The improvement happened because the IMF is watching. Programme conditionality imposed fiscal discipline that the political economy of Pakistan, left to itself, has never voluntarily chosen. Interest rates came down from their peak. The inflation tax, having done its destructive work on wages and savings, has eased. The current government is spending less on development than its predecessors, which is the only form of expenditure that might have benefited the people who absorbed the crisis.
Fitch, in its most recent assessment, noted that progress in reducing the fiscal gap has largely come from curtailing development and capital outlays. It cautioned that continued low investment could weaken medium-term growth prospects and complicate debt sustainability. Dawn’s budget analysts described this year’s budget as Nero playing the fiddle while Rome was burning: relief for salaried people and exporters alongside higher indirect taxes on manufacturers, distributors, and wholesalers, with no structural change in who pays and who does not.
The Debt Per Capita
There is a figure in the Ministry of Finance’s statement to the National Assembly that did not appear in any government press release.
Per capita debt rose from Rs 294,098 to Rs 333,041 in one year: an increase of Rs 38,943. The ministry presented this figure in the same statement in which it acknowledged “perpetual breach” of the Fiscal Responsibility and Debt Limitation Act. The Act sets a ceiling on debt. The government has been in breach of it continuously. The admission was not reported on the front page of any English-language daily.
A teacher in government service earning Rs 39,042 a month, the national average wage from the Labour Force Survey, earns Rs 468,504 a year before deductions. Her share of the national debt, allocated per capita, increased by Rs 38,943 in one year.
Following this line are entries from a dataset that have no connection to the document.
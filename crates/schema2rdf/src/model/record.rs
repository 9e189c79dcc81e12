//! Dialect-neutral model records and the derived serialization units.

use crate::source::Dialect;

use super::iri::{NodeUri, TermUri};

/// Dependency entry marking a record as a node declaration.
pub const NODE_MARKER: &str = "Component";

/// One row of the normalized intermediate table.
#[derive(Debug, Clone, Default, PartialEq, Eq)]
pub struct AttributeRecord {
    pub name: String,
    /// Owning node for rows that only exist within one node (flat dialect).
    pub scope: Option<String>,
    pub depends_on: Vec<String>,
    pub description: String,
    pub properties_ref: String,
    pub required: bool,
    pub valid_values: Vec<String>,
    pub source_type: String,
    pub validation_rule: String,
}

impl AttributeRecord {
    /// A named row with no dependencies or constraints.
    pub fn new(name: impl Into<String>) -> Self {
        Self {
            name: name.into(),
            ..Self::default()
        }
    }

    /// A node declaration depending on `attributes`.
    pub fn node<I, S>(name: impl Into<String>, attributes: I) -> Self
    where
        I: IntoIterator<Item = S>,
        S: Into<String>,
    {
        let mut depends_on = vec![NODE_MARKER.to_string()];
        depends_on.extend(attributes.into_iter().map(Into::into));
        Self {
            name: name.into(),
            depends_on,
            ..Self::default()
        }
    }

    pub fn is_node(&self) -> bool {
        self.depends_on.iter().any(|d| d == NODE_MARKER)
    }

    /// Dependencies without the node marker.
    pub fn dependencies(&self) -> impl Iterator<Item = &str> {
        self.depends_on
            .iter()
            .map(String::as_str)
            .filter(|d| *d != NODE_MARKER)
    }

    /// Identity used to deduplicate rows.
    pub fn identity(&self) -> (Option<&str>, &str) {
        (self.scope.as_deref(), &self.name)
    }
}

/// The normalized table produced by the source adapter.
#[derive(Debug, Clone, PartialEq, Eq)]
pub struct ModelTable {
    pub dialect: Dialect,
    /// Node and attribute rows in source order.
    pub records: Vec<AttributeRecord>,
    /// Node names in the order they were first encountered.
    pub nodes: Vec<String>,
}

impl ModelTable {
    pub fn new(dialect: Dialect, records: Vec<AttributeRecord>) -> Self {
        let nodes = records
            .iter()
            .filter(|r| r.is_node())
            .map(|r| r.name.clone())
            .collect();
        Self {
            dialect,
            records,
            nodes,
        }
    }

    pub fn node(&self, name: &str) -> Option<&AttributeRecord> {
        self.records.iter().find(|r| r.is_node() && r.name == name)
    }

    pub fn attributes(&self) -> impl Iterator<Item = &AttributeRecord> {
        self.records.iter().filter(|r| !r.is_node())
    }
}

/// An external vocabulary code such as `NCIT:C16960`.
#[derive(Debug, Clone, PartialEq, Eq)]
pub struct VocabRef {
    pub namespace: String,
    pub code: String,
}

#[derive(Debug, Clone, Copy, PartialEq, Eq)]
pub enum KeyRole {
    Primary,
    Foreign,
}

/// A primary or foreign key link between a node and a key term.
#[derive(Debug, Clone, PartialEq, Eq)]
pub struct KeyRelation {
    pub role: KeyRole,
    pub node: NodeUri,
    /// The key term, in the namespace of the node that owns the key.
    pub term: TermUri,
}

/// Everything the serializer writes for one node/attribute pair.
#[derive(Debug, Clone, PartialEq, Eq)]
pub struct TripleRecord {
    pub term: TermUri,
    pub label: String,
    pub description: String,
    pub node: NodeUri,
    pub value_type: Option<String>,
    pub required_by: Option<NodeUri>,
    pub is_key: bool,
    pub has_enum: Option<String>,
    pub maps_to: Vec<VocabRef>,
}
In absolute rupee terms, roughly one month of her salary, added to what the country owes on her behalf, without her knowledge, in the year the government posted its best fiscal metrics in two decades.
The current budget allocates Rs 7.824 trillion to debt servicing. The corresponding allocation for the Public Sector Development Programme, the infrastructure, schools, and hospitals that would change the material conditions of that teacher’s life, has not been reported as a separate headline figure with equivalent prominence in any government communication.
The Structural Question
Pakistan is not the first country to operate a fiscal structure that extracts from the bottom of the distribution while insulating the top from the cost of state failure. What makes Pakistan’s version distinctive is the longevity, the documented nature of the mechanism, and the consensus silence around it.
The landowner whose income is untaxed survives both fiscal crisis and fiscal consolidation: the crisis allows him to delay structural reform, while the consolidation is paid for by the salaried worker. The bank that lends to the government profits through the cycle in either direction, whether through high interest rates during the borrowing peak or through the SBP profit-transfer mechanism when rates come down. The government official whose salary is indexed to foreign exchange adjusts minimally in any scenario.
When the IMF programme ends, what will remain is the political economy: untaxed land, lightly taxed real estate, a formally employed minority carrying the income tax burden of 240 million people, and a central bank profit-transfer mechanism that makes the deficit smaller on paper without changing who bears the cost. The revenue target for next year is Rs 15.264 trillion, nearly Rs 2 trillion above the revised estimate that the FBR still could not reach this year. The tax will be extracted, as it has been extracted for twenty-five years, from the people already in the system.